REQUIREMENT >> Retrieve all lines below that have the string "imageproc".

---

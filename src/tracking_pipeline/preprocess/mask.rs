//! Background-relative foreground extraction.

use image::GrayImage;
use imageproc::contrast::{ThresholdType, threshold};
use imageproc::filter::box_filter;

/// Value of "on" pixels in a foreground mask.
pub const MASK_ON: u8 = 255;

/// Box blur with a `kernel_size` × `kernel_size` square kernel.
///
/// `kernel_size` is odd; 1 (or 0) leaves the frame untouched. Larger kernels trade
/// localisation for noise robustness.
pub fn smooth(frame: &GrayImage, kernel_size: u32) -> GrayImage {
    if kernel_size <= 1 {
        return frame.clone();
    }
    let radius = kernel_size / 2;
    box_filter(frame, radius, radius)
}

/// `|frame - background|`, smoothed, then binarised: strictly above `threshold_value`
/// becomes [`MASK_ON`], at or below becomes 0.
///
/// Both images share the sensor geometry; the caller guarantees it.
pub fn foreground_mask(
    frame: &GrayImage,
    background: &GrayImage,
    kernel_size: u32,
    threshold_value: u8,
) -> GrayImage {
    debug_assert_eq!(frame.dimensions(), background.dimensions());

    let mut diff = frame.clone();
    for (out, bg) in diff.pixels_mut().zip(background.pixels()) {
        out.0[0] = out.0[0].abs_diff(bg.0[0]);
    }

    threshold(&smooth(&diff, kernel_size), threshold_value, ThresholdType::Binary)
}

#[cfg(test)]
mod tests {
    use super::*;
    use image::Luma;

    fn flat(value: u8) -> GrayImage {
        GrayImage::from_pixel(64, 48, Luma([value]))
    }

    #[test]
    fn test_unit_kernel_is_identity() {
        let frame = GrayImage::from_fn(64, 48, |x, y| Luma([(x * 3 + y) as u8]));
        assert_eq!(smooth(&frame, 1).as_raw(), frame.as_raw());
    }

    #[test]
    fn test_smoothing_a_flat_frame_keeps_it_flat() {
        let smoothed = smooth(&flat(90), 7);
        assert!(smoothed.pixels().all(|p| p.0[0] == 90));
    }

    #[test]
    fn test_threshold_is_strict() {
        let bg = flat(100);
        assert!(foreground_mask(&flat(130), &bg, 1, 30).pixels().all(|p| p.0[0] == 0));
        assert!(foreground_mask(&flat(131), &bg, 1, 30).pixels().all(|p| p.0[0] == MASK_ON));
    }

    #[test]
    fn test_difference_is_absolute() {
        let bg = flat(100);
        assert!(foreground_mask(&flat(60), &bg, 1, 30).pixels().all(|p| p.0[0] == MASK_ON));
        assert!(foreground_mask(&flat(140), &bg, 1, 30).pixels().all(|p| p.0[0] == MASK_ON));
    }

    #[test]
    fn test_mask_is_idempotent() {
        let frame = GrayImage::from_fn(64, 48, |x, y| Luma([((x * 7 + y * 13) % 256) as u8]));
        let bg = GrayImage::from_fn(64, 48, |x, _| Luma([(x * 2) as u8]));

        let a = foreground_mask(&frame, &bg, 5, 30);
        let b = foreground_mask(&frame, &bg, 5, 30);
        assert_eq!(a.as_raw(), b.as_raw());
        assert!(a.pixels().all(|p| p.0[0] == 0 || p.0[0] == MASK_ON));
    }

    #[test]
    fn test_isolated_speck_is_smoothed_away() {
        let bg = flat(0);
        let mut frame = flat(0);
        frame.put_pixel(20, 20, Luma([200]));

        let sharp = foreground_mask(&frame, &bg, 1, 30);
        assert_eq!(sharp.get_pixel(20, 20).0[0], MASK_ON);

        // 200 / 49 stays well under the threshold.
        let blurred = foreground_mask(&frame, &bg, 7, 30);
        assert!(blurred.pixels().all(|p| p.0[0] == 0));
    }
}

---

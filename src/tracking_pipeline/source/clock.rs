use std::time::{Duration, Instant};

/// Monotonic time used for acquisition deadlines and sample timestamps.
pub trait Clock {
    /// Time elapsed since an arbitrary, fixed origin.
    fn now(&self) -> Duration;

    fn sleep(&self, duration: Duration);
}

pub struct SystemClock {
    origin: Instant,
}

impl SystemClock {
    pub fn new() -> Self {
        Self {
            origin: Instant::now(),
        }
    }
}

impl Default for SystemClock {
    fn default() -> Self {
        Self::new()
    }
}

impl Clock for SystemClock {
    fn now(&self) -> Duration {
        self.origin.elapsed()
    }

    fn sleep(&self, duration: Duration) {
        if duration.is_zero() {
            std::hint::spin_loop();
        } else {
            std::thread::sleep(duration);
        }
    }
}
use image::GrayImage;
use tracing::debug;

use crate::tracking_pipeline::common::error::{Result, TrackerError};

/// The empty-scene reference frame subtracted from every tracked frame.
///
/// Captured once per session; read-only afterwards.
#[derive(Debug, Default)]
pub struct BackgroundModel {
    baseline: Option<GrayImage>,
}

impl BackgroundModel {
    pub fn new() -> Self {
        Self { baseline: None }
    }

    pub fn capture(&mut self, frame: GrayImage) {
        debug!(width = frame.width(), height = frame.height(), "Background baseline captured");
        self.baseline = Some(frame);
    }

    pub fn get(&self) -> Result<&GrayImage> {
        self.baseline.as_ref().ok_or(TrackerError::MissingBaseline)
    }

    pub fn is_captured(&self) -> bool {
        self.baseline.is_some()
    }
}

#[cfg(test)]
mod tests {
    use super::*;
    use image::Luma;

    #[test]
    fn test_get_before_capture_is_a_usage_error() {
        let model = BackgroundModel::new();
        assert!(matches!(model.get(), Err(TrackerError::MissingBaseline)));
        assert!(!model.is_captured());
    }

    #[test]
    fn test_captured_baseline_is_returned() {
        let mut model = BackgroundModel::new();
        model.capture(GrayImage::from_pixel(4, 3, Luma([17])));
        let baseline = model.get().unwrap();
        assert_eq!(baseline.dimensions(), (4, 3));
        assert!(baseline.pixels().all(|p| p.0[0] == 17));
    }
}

---

YOUR SOLUTION >>
use imageproc::contrast::{ThresholdType, threshold};
use imageproc::filter::box_filter;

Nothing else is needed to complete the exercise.